For the next half hour, she suffered. She zigged. She
zagged. Muscle memory finally kicked in from her hours with the fruit flies,
and she started deflecting the pebbles without even thinking, slowly working
closer and closer to the porch. When she finally put her foot on the bottom
step, Santo grinned. “It’s about time!” he teased. He was fortunate that her
arms were so tired, and she only managed to beat him with the fly swatter for
about thirty seconds before she couldn’t lift it anymore. They called a truce,
and he offered to make her a sandwich (since she had spent the lunch hour
locked in a shed with dead animals and rotting fruit). After they ate, she had
to spend another hour threading a needle over and over again before he would
let her call the taxi. She finally started to whine.

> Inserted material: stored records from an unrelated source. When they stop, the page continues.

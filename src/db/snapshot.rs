//! Consistent full-collection snapshot and the import-only full replace.
//!
//! The snapshot is the exporter's single source of truth: one transaction
//! reads every table (and the tree-number counter), so a concurrent write
//! can never be observed half-applied across tables. `replace_all` is the
//! inverse, used only by the importer: wipe and reinstall everything in one
//! transaction while the connection mutex keeps every other operation out.

use rusqlite::params;
use serde::{Deserialize, Serialize};

use super::records::{self, fmt_date, fmt_datetime, Photo, Reminder, Species, Tree, WorkEntry};
use super::Database;
use crate::error::{Error, Result};

#[derive(Debug, Clone, PartialEq, Serialize, Deserialize)]
pub struct Snapshot {
    /// Counter state, carried so tree numbering continues after a restore.
    pub next_tree_number: i64,
    pub species: Vec<Species>,
    pub trees: Vec<Tree>,
    pub photos: Vec<Photo>,
    pub work_entries: Vec<WorkEntry>,
    pub reminders: Vec<Reminder>,
}

#[derive(Debug, Clone, Copy, PartialEq, Eq, Serialize, Deserialize)]
pub struct RowCounts {
    pub species: usize,
    pub trees: usize,
    pub photos: usize,
    pub work_entries: usize,
    pub reminders: usize,
}

impl Snapshot {
    pub fn counts(&self) -> RowCounts {
        RowCounts {
            species: self.species.len(),
            trees: self.trees.len(),
            photos: self.photos.len(),
            work_entries: self.work_entries.len(),
            reminders: self.reminders.len(),
        }
    }
}

impl Database {
    /// Read every row of every entity as one consistent point-in-time view.
    pub fn snapshot(&self) -> Result<Snapshot> {
        let mut conn = self.lock();
        let tx = conn.transaction()?;

        let species = {
            let mut stmt =
                tx.prepare("SELECT id, name, created_at FROM species ORDER BY id")?;
            let rows = stmt
                .query_map([], records::Species::from_row)?
                .collect::<rusqlite::Result<Vec<_>>>()?;
            rows
        };
        let trees = {
            let mut stmt = tx.prepare(&format!(
                "SELECT {} FROM trees ORDER BY id",
                super::TREE_COLS
            ))?;
            let rows = stmt
                .query_map([], records::Tree::from_row)?
                .collect::<rusqlite::Result<Vec<_>>>()?;
            rows
        };
        let photos = {
            let mut stmt = tx.prepare(&format!(
                "SELECT {} FROM photos ORDER BY id",
                super::PHOTO_COLS
            ))?;
            let rows = stmt
                .query_map([], records::Photo::from_row)?
                .collect::<rusqlite::Result<Vec<_>>>()?;
            rows
        };
        let work_entries = {
            let mut stmt = tx.prepare(&format!(
                "SELECT {} FROM work_entries ORDER BY id",
                super::WORK_COLS
            ))?;
            let rows = stmt
                .query_map([], records::WorkEntry::from_row)?
                .collect::<rusqlite::Result<Vec<_>>>()?;
            rows
        };
        let reminders = {
            let mut stmt = tx.prepare(&format!(
                "SELECT {} FROM reminders ORDER BY id",
                super::REMINDER_COLS
            ))?;
            let rows = stmt
                .query_map([], records::Reminder::from_row)?
                .collect::<rusqlite::Result<Vec<_>>>()?;
            rows
        };
        let next_tree_number: i64 = tx.query_row(
            "SELECT value FROM counters WHERE name = 'next_tree_number'",
            [],
            |row| row.get(0),
        )?;
        tx.commit()?;

        Ok(Snapshot {
            next_tree_number,
            species,
            trees,
            photos,
            work_entries,
            reminders,
        })
    }

    /// Current row counts per entity, without materializing the rows.
    pub fn row_counts(&self) -> Result<RowCounts> {
        let conn = self.lock();
        let count = |table: &str| -> Result<usize> {
            let n: i64 =
                conn.query_row(&format!("SELECT COUNT(*) FROM {table}"), [], |row| {
                    row.get(0)
                })?;
            Ok(n as usize)
        };
        Ok(RowCounts {
            species: count("species")?,
            trees: count("trees")?,
            photos: count("photos")?,
            work_entries: count("work_entries")?,
            reminders: count("reminders")?,
        })
    }

    /// Wipe the store and install the snapshot verbatim, preserving original
    /// ids and tree numbers. All-or-nothing; used only by the importer.
    ///
    /// Returns the file names of the photo rows that were wiped, read in
    /// the same transaction as the wipe, so the caller removes exactly the
    /// files whose rows this call deleted. An earlier snapshot would leave
    /// a window where a photo ingested in between loses its row here but
    /// keeps its file forever.
    ///
    /// The mutex guard is held for the whole transaction, so no other
    /// operation can observe the half-replaced database.
    pub fn replace_all(&self, snapshot: &Snapshot) -> Result<Vec<String>> {
        let mut conn = self.lock();
        let tx = conn.transaction()?;

        let previous_files = {
            let mut stmt = tx.prepare("SELECT file_name FROM photos ORDER BY id")?;
            let names = stmt
                .query_map([], |row| row.get::<_, String>(0))?
                .collect::<rusqlite::Result<Vec<_>>>()?;
            names
        };

        // Delete children before parents to satisfy foreign keys
        tx.execute("DELETE FROM work_entries", [])?;
        tx.execute("DELETE FROM photos", [])?;
        tx.execute("DELETE FROM reminders", [])?;
        tx.execute("DELETE FROM trees", [])?;
        tx.execute("DELETE FROM species", [])?;

        for species in &snapshot.species {
            tx.execute(
                "INSERT INTO species (id, name, name_folded, created_at) VALUES (?, ?, ?, ?)",
                params![
                    species.id,
                    species.name,
                    species.name.trim().to_lowercase(),
                    fmt_datetime(species.created_at),
                ],
            )?;
        }
        for tree in &snapshot.trees {
            tx.execute(
                "INSERT INTO trees (id, tree_number, name, species_id, special_note, status, acquired_on, origin_on, created_at)
                 VALUES (?, ?, ?, ?, ?, ?, ?, ?, ?)",
                params![
                    tree.id,
                    tree.tree_number,
                    tree.name,
                    tree.species_id,
                    tree.special_note,
                    tree.status.as_str(),
                    tree.acquired_on.map(fmt_date),
                    tree.origin_on.map(fmt_date),
                    fmt_datetime(tree.created_at),
                ],
            )
            .map_err(|e| {
                if super::is_unique_violation(&e, "trees.tree_number") {
                    Error::DuplicateTreeNumber(tree.tree_number)
                } else {
                    e.into()
                }
            })?;
        }
        for reminder in &snapshot.reminders {
            tx.execute(
                "INSERT INTO reminders (id, tree_id, due_on, message, completed, notified, created_at)
                 VALUES (?, ?, ?, ?, ?, ?, ?)",
                params![
                    reminder.id,
                    reminder.tree_id,
                    fmt_date(reminder.due_on),
                    reminder.message,
                    reminder.completed as i64,
                    reminder.notified as i64,
                    fmt_datetime(reminder.created_at),
                ],
            )?;
        }
        for photo in &snapshot.photos {
            tx.execute(
                "INSERT INTO photos (id, tree_id, file_name, taken_at, date_confidence, is_primary, description, created_at)
                 VALUES (?, ?, ?, ?, ?, ?, ?, ?)",
                params![
                    photo.id,
                    photo.tree_id,
                    photo.file_name,
                    fmt_datetime(photo.taken_at),
                    photo.confidence.as_str(),
                    photo.is_primary as i64,
                    photo.description,
                    fmt_datetime(photo.created_at),
                ],
            )?;
        }
        for entry in &snapshot.work_entries {
            tx.execute(
                "INSERT INTO work_entries (id, tree_id, performed_at, description, trunk_width_cm, photo_id, reminder_id, created_at)
                 VALUES (?, ?, ?, ?, ?, ?, ?, ?)",
                params![
                    entry.id,
                    entry.tree_id,
                    fmt_datetime(entry.performed_at),
                    entry.description,
                    entry.trunk_width_cm,
                    entry.photo_id,
                    entry.reminder_id,
                    fmt_datetime(entry.created_at),
                ],
            )?;
        }

        // Never move the counter backwards, even if the archive predates
        // locally assigned numbers.
        let floor = snapshot
            .trees
            .iter()
            .map(|t| t.tree_number + 1)
            .max()
            .unwrap_or(1)
            .max(snapshot.next_tree_number);
        tx.execute(
            "UPDATE counters SET value = MAX(value, ?) WHERE name = 'next_tree_number'",
            [floor],
        )?;

        tx.commit()?;
        Ok(previous_files)
    }
}

#[cfg(test)]
mod tests {
    use super::super::test_util::{seed_tree, test_db};
    use super::super::{DateConfidence, NewWorkEntry, TreeStatus};
    use chrono::NaiveDate;

    #[test]
    fn test_snapshot_replace_round_trip() {
        let db = test_db();
        let tree = seed_tree(&db, "Juniper", "Shimpaku #1");
        let photo = db
            .insert_photo(
                tree.id,
                "tree_0001/a.jpg",
                NaiveDate::from_ymd_opt(2023, 1, 1)
                    .unwrap()
                    .and_hms_opt(9, 0, 0)
                    .unwrap(),
                DateConfidence::Exif,
                None,
            )
            .unwrap();
        db.set_primary_photo(tree.id, photo.id).unwrap();
        db.add_work_entry(&NewWorkEntry {
            tree_id: tree.id,
            performed_at: photo.taken_at,
            description: "initial styling".to_string(),
            trunk_width_cm: Some(4.2),
            photo_id: Some(photo.id),
            ..NewWorkEntry::default()
        })
        .unwrap();
        db.add_reminder(
            tree.id,
            NaiveDate::from_ymd_opt(2023, 9, 1).unwrap(),
            "repot",
        )
        .unwrap();

        let before = db.snapshot().unwrap();

        let restored = test_db();
        restored.replace_all(&before).unwrap();
        let after = restored.snapshot().unwrap();
        assert_eq!(before, after);

        // Primary flag and computed width survive verbatim
        let primary = restored.primary_photo(tree.id).unwrap().unwrap();
        assert!(primary.is_primary);
        assert_eq!(restored.current_trunk_width(tree.id).unwrap(), Some(4.2));
    }

    #[test]
    fn test_replace_preserves_number_continuity() {
        let db = test_db();
        let t1 = seed_tree(&db, "Juniper", "A");
        let t2 = seed_tree(&db, "Juniper", "B");
        db.transition_tree(t2.id, TreeStatus::Deleted).unwrap();
        assert_eq!(t1.tree_number, 1);
        assert_eq!(t2.tree_number, 2);

        let snapshot = db.snapshot().unwrap();
        let restored = test_db();
        restored.replace_all(&snapshot).unwrap();

        let t3 = seed_tree(&restored, "Juniper", "C");
        assert_eq!(t3.tree_number, 3);
    }

    #[test]
    fn test_replace_reports_wiped_photo_files() {
        let db = test_db();
        let snapshot = db.snapshot().unwrap();

        let target = test_db();
        let tree = seed_tree(&target, "Juniper", "Local");
        target
            .insert_photo(
                tree.id,
                "tree_0001/local.jpg",
                NaiveDate::from_ymd_opt(2023, 1, 1)
                    .unwrap()
                    .and_hms_opt(9, 0, 0)
                    .unwrap(),
                DateConfidence::Exif,
                None,
            )
            .unwrap();

        // Every row wiped by this call is reported, even ones no earlier
        // read ever observed
        let wiped = target.replace_all(&snapshot).unwrap();
        assert_eq!(wiped, vec!["tree_0001/local.jpg".to_string()]);
        assert!(target.replace_all(&snapshot).unwrap().is_empty());
    }

    #[test]
    fn test_replace_is_repeatable() {
        let db = test_db();
        seed_tree(&db, "Juniper", "A");
        let snapshot = db.snapshot().unwrap();

        let target = test_db();
        target.replace_all(&snapshot).unwrap();
        target.replace_all(&snapshot).unwrap();
        assert_eq!(target.snapshot().unwrap(), snapshot);
    }
}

“But when are you going to teach me?” she complained. “This
sucks.”
“I am teaching you,” he said. He tried to maintain a wise
expression, even though he wasn’t sure what it was supposed to look like.
“No you’re not!” she accused. “You’re just messing with me.”
“No, I am teaching you the wisdom that you seek, because I
am wise, and you are stupid,” he intoned with his hands in prayer position and
his eyes closed (well, partially closed—he had learned to be alert around Cleo
when she was cranky).
“You suck!” yelled Cleo. She crossed her arms and tried her
hardest to impersonate a petulant nine-year old. It worked.
Santo got serious. “Look, I’m doing what you asked. You just
have to be patient and let me do this my way. Unless there’s somebody else you
think could teach you this crap better than I can.”
She glared at him. Finally, she said, “Tomorrow had better
involve some pocket picking, or I’m out.”
“Deal,” said Santo. Cleo went home and scrubbed herself for
an hour trying to get blackberry juice out of her life.
Day Three was devoted to the good old “bump and lift,” where
Santo instructed Cleo in the fine art of “accidentally” jostling someone in
order to confuse their sensory receptors long enough to remove something from
their person. To keep it simple, since she was early in her training, Santo had
her try to pull a leather wallet from his back pocket without him noticing the
moment of the lift. Being a quick learner, she was pretty good at it by the end
of the day, although they were both covered in bruises (it had taken a while to
teach her that there is subtlety in the “bump” part—you can’t just body check
somebody). She went home and slept the night through with a smile on her face.